While legislative Democrats had pushed to spend the dollars on a broad spending plan, the Republican majority instead opted to save most of the excess cash, while approving a handful of tax credits for music performances and flight simulators.

$40B Pa. budget revealed in Harrisburg; saves $5B in federal aid for future

Of the federal money that is being spent, nearly half was used to cover increased state human services spending. The rest was used on a smattering of causes, including highway construction, nursing homes, and the state system of higher education.

“This year’s budget reflects resilience,” Senate Majority Leader Kim Ward, R-Westmoreland, said. “It’s not a statement of a new normal, but this is a declaration of rejecting restrictions and returning to life as we once knew it.”

The budget advanced out of committee in the House just before 4 p.m. It passed the full state House by a vote of 140-61 around 7:30 p.m. and then headed to the Senate, where it passed 43-7 after an hour of debate — sending it to Wolf’s desk.

Wolf’s office remained silent on the budget all day, as legislative Democrats grappled with the deal negotiated behind closed doors.

Democratic lawmakers who voted against the budget cited the restrained spending.

With a boost in federal stimulus funds, paired with strong state revenues, Democrats envisioned investing in education reform, roadways, and stormwater infrastructure, and helping businesses, families, and workers recover from the COVID-19 pandemic. 

But those grand spending plans did not end up in the final blueprint. Instead, the main takeaway for the minority party was lost opportunity.

“We had a chance to do good, and we did nothing,” Rep. Sara Innamorato, D-Allegheny, told the Capital-Star.

“Not we — the majority party,” Sen. Katie Muth, D-Montgomery, added — describing the budget as a “failure.”

Some Democrats took solace in $30 million in violence prevention grants, or the $300 million increase in basic education spending. Of the latter, $100 million was targeted at the state’s top 100 least funded school districts. The proposal was authored by state Rep. Mike Schlossberg, D-Lehigh, before it was folded into the budget.

“There are certainly things that I don’t like, but at the end of the day, I’m not God, and I’m not going to get a budget that’s going to be perfect,” Schlossberg told the Capital-Star.

The formula will result in the Allentown School District receiving a $15.4 million increase in basic education funding this year.
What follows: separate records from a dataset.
//! Error taxonomy shared across the iceOS runtime.
//!
//! Every fallible operation in the runtime returns (or wraps) an
//! [`IceError`]. The taxonomy classifies errors along two axes a caller
//! actually needs: whether a retry is worth attempting
//! ([`IceError::is_retryable`]) and a stable machine-readable code for API
//! surfaces ([`IceError::error_code`]).

use serde::{Deserialize, Serialize};
use serde_json::Value;
use thiserror::Error;

/// The full error taxonomy consumed by the node executor, scheduler, and
/// registry.
#[derive(Debug, Clone, Error, Serialize, Deserialize)]
#[serde(tag = "kind", rename_all = "snake_case")]
pub enum IceError {
    /// A blueprint failed structural or schema validation.
    #[error("blueprint invalid: {reason}")]
    ValidationError { reason: String },

    /// The dependency graph of a blueprint contains a cycle.
    #[error("circular dependency through node {node_id}")]
    CircularDependency { node_id: String },

    /// A blueprint mixes an `airgap` node with one requiring external I/O.
    #[error("node {node_id} requires external I/O but the blueprint is airgapped")]
    AirgapViolation { node_id: String },

    /// Registry lookup or registration failed.
    #[error("registry error: {reason}")]
    RegistryError { reason: String },

    /// An `input_mappings` source could not be resolved.
    #[error("could not resolve input for node {node_id}: {reason}")]
    InputUnresolvedError { node_id: String, reason: String },

    /// A node's output failed its declared `output_schema`.
    #[error("output of node {node_id} failed schema validation: {reason}")]
    OutputSchemaError { node_id: String, reason: String },

    /// A transient failure (network blip, 5xx) worth retrying.
    #[error("transient failure: {reason}")]
    Transient { reason: String },

    /// An upstream provider signaled rate limiting.
    #[error("rate limited{}", retry_after_ms.map(|ms| format!(", retry after {ms}ms")).unwrap_or_default())]
    RateLimited { retry_after_ms: Option<u64> },

    /// A node or the overall run exceeded its wall-clock deadline.
    #[error("timed out after {elapsed_ms}ms")]
    Timeout { elapsed_ms: u64 },

    /// The run or node was cancelled, optionally because an upstream
    /// dependency failed.
    #[error("cancelled{}", reason.as_ref().map(|r| format!(": {r}")).unwrap_or_default())]
    Canceled { reason: Option<String> },

    /// A configured budget limit was exceeded.
    #[error("budget exceeded: {counter}")]
    BudgetExceeded { counter: String },

    /// A node attempted an action outside its granted capabilities.
    #[error("sandbox violation: {capability} not granted to {node_id}")]
    SandboxViolation { node_id: String, capability: String },

    /// A node exceeded a resource cap (memory, CPU, payload size).
    #[error("resource exceeded: {resource}")]
    ResourceExceeded { resource: String },

    /// Catch-all for invariant violations that should never happen in
    /// correct operation.
    #[error("internal error: {reason}")]
    Internal { reason: String },
}

impl IceError {
    #[must_use]
    pub fn validation(reason: impl Into<String>) -> Self {
        Self::ValidationError { reason: reason.into() }
    }

    #[must_use]
    pub fn registry(reason: impl Into<String>) -> Self {
        Self::RegistryError { reason: reason.into() }
    }

    #[must_use]
    pub fn input_unresolved(node_id: impl Into<String>, reason: impl Into<String>) -> Self {
        Self::InputUnresolvedError { node_id: node_id.into(), reason: reason.into() }
    }

    #[must_use]
    pub fn output_schema(node_id: impl Into<String>, reason: impl Into<String>) -> Self {
        Self::OutputSchemaError { node_id: node_id.into(), reason: reason.into() }
    }

    #[must_use]
    pub fn transient(reason: impl Into<String>) -> Self {
        Self::Transient { reason: reason.into() }
    }

    #[must_use]
    pub fn canceled(reason: Option<String>) -> Self {
        Self::Canceled { reason }
    }

    #[must_use]
    pub fn budget_exceeded(counter: impl Into<String>) -> Self {
        Self::BudgetExceeded { counter: counter.into() }
    }

    #[must_use]
    pub fn internal(reason: impl Into<String>) -> Self {
        Self::Internal { reason: reason.into() }
    }

    #[must_use]
    pub fn resource_exceeded(resource: impl Into<String>) -> Self {
        Self::ResourceExceeded { resource: resource.into() }
    }

    #[must_use]
    pub fn sandbox_violation(node_id: impl Into<String>, capability: impl Into<String>) -> Self {
        Self::SandboxViolation { node_id: node_id.into(), capability: capability.into() }
    }

    /// Whether the failure is plausibly transient and worth a retry per the
    /// node's `retry_policy`.
    #[must_use]
    pub fn is_retryable(&self) -> bool {
        matches!(self, Self::Transient { .. } | Self::RateLimited { .. } | Self::Timeout { .. })
    }

    /// A stable, machine-readable code for event payloads and API surfaces.
    #[must_use]
    pub fn error_code(&self) -> &'static str {
        match self {
            Self::ValidationError { .. } => "validation_error",
            Self::CircularDependency { .. } => "circular_dependency",
            Self::AirgapViolation { .. } => "airgap_violation",
            Self::RegistryError { .. } => "registry_error",
            Self::InputUnresolvedError { .. } => "input_unresolved",
            Self::OutputSchemaError { .. } => "output_schema_error",
            Self::Transient { .. } => "transient",
            Self::RateLimited { .. } => "rate_limited",
            Self::Timeout { .. } => "timeout",
            Self::Canceled { .. } => "canceled",
            Self::BudgetExceeded { .. } => "budget_exceeded",
            Self::SandboxViolation { .. } => "sandbox_violation",
            Self::ResourceExceeded { .. } => "resource_exceeded",
            Self::Internal { .. } => "internal",
        }
    }

    /// The HTTP status an API surface would map this onto, per the failure
    /// code table.
    #[must_use]
    pub fn http_status(&self) -> u16 {
        match self {
            Self::ValidationError { .. }
            | Self::CircularDependency { .. }
            | Self::AirgapViolation { .. }
            | Self::InputUnresolvedError { .. }
            | Self::OutputSchemaError { .. } => 400,
            Self::RegistryError { .. } => 404,
            Self::BudgetExceeded { .. } => 402,
            Self::Canceled { .. } => 409,
            Self::Transient { .. } | Self::RateLimited { .. } | Self::Timeout { .. } => 503,
            Self::SandboxViolation { .. } | Self::ResourceExceeded { .. } => 403,
            Self::Internal { .. } => 500,
        }
    }

    /// Attaches a JSON detail payload, used when surfacing an error to an
    /// event stream subscriber.
    #[must_use]
    pub fn to_payload(&self) -> Value {
        serde_json::json!({
            "code": self.error_code(),
            "message": self.to_string(),
            "retryable": self.is_retryable(),
        })
    }
}

/// Convenience alias used throughout the runtime crates.
pub type Result<T> = std::result::Result<T, IceError>;

#[cfg(test)]
mod tests {
    use super::*;

    #[test]
    fn retryable_kinds() {
        assert!(IceError::transient("boom").is_retryable());
        assert!(IceError::Timeout { elapsed_ms: 5 }.is_retryable());
        assert!(IceError::RateLimited { retry_after_ms: None }.is_retryable());
    }

    #[test]
    fn non_retryable_kinds() {
        assert!(!IceError::validation("bad").is_retryable());
        assert!(!IceError::budget_exceeded("max_llm_calls").is_retryable());
        assert!(!IceError::canceled(None).is_retryable());
    }

    #[test]
    fn error_codes_are_stable() {
        assert_eq!(IceError::validation("x").error_code(), "validation_error");
        assert_eq!(IceError::budget_exceeded("x").error_code(), "budget_exceeded");
        assert_eq!(
            IceError::SandboxViolation { node_id: "n1".into(), capability: "network".into() }
                .error_code(),
            "sandbox_violation"
        );
    }

    #[test]
    fn http_status_mapping() {
        assert_eq!(IceError::validation("x").http_status(), 400);
        assert_eq!(IceError::budget_exceeded("x").http_status(), 402);
        assert_eq!(IceError::internal("x").http_status(), 500);
    }

    #[test]
    fn payload_contains_code_and_message() {
        let err = IceError::transient("network blip");
        let payload = err.to_payload();
        assert_eq!(payload["code"], "transient");
        assert_eq!(payload["retryable"], true);
    }

    #[test]
    fn serde_roundtrip() {
        let err = IceError::Timeout { elapsed_ms: 1200 };
        let json = serde_json::to_string(&err).unwrap();
        let back: IceError = serde_json::from_str(&json).unwrap();
        assert_eq!(back.error_code(), err.error_code());
    }
}
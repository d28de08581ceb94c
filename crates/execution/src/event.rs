use chrono::{DateTime, Utc};
use iceos_core::{ExecutionId, NodeId};
use serde::{Deserialize, Serialize};
use serde_json::Value;

/// Every state transition the runtime reports. Payloads are JSON so event
/// subscribers don't need a compiled-in copy of this enum to read a field.
#[derive(Debug, Clone, PartialEq, Serialize, Deserialize)]
#[serde(tag = "kind", rename_all = "snake_case")]
pub enum EventKind {
    RunStarted,
    NodeStarted { node_id: NodeId },
    NodeRetrying { node_id: NodeId, attempt: u32 },
    NodeSucceeded { node_id: NodeId },
    NodeFailed { node_id: NodeId, error_type: String },
    BranchDecision { node_id: NodeId, taken: bool },
    RecursionRound { node_id: NodeId, round: u32 },
    HumanApprovalRequested { node_id: NodeId },
    HumanApprovalResolved { node_id: NodeId, approved: bool },
    BudgetWarning { counter: String },
    RunCompleted,
    RunFailed { node_id: Option<NodeId> },
    RunCanceled,
}

impl EventKind {
    /// The last event of a run is always one of these three, enforced by the
    /// scheduler, never by this type — documented here so a store
    /// implementation knows what terminal marker to watch for.
    #[must_use]
    pub fn is_terminal(&self) -> bool {
        matches!(self, Self::RunCompleted | Self::RunFailed { .. } | Self::RunCanceled)
    }
}

/// A single ordered event in a run's stream.
#[derive(Debug, Clone, Serialize, Deserialize)]
pub struct Event {
    pub execution_id: ExecutionId,
    pub seq: u64,
    pub ts: DateTime<Utc>,
    pub kind: EventKind,
    pub payload: Value,
}

impl Event {
    #[must_use]
    pub fn new(execution_id: ExecutionId, seq: u64, kind: EventKind) -> Self {
        Self { execution_id, seq, ts: Utc::now(), kind, payload: Value::Null }
    }

    #[must_use]
    pub fn with_payload(mut self, payload: Value) -> Self {
        self.payload = payload;
        self
    }
}

#[cfg(test)]
mod tests {
    use super::*;

    #[test]
    fn terminal_events_are_classified() {
        assert!(EventKind::RunCompleted.is_terminal());
        assert!(EventKind::RunCanceled.is_terminal());
        assert!(EventKind::RunFailed { node_id: None }.is_terminal());
        assert!(!EventKind::RunStarted.is_terminal());
    }

    #[test]
    fn serde_tag_uses_snake_case() {
        let event = EventKind::NodeStarted { node_id: NodeId::new("n1") };
        let json = serde_json::to_string(&event).unwrap();
        assert!(json.contains("\"kind\":\"node_started\""));
    }
}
That’s an increase of almost 13 percent,  among the biggest per-district increases in the commonwealth, according to a House Republican analysis.

Looking at that increased state investment, his yes vote for the budget was “a no-brainer yes vote for me,” Schlossberg added.

“Those who fail to learn from history are doomed to repeat,” Senate Appropriations Committee Chairman Pat Browne, R-Lehigh, said on the chamber floor.

If the Legislature were to spend all the federal stimulus money, the state would be looking at a $7 billion hole in two years, Browne said. He added that the General Assembly can’t just look at the current fiscal year.

Amid budget negotiations, legislation that would make to-go cocktails a permanent fixture at Pennsylvania bars and restaurants stalled. A GOP spokesperson said the Senate will not advance the measure until the restaurant and outdoor dining measures can be kept in place.

What’s holding up Harrisburg lawmakers from making to-go cocktails permanent?

The pandemic lifeline was initially expected to be signed into law until Senate Law and Justice Committee Chairman Mike Regan, R-York, tacked on an amendment that would have expanded the provision to canned cocktails.

Legislators also passed a number of small measures within the budget-enabling code bills, including a provision legalizing an electric scooter pilot program in Pittsburgh; allowing collegiate athletes to sign endorsement deals, and expanding lobbyists’ disclosure requirements.

Lawmakers this week also passed a 150-page election reform bill that Wolf has threatened to veto, as well as a smaller bill tweaking the state’s medical marijuana program.

With the budget approved, lawmakers will leave Harrisburg for the summer. When they return in fall, among their biggest issues will be redistricting, or the decennial redrawing of the state legislative and congressional lines.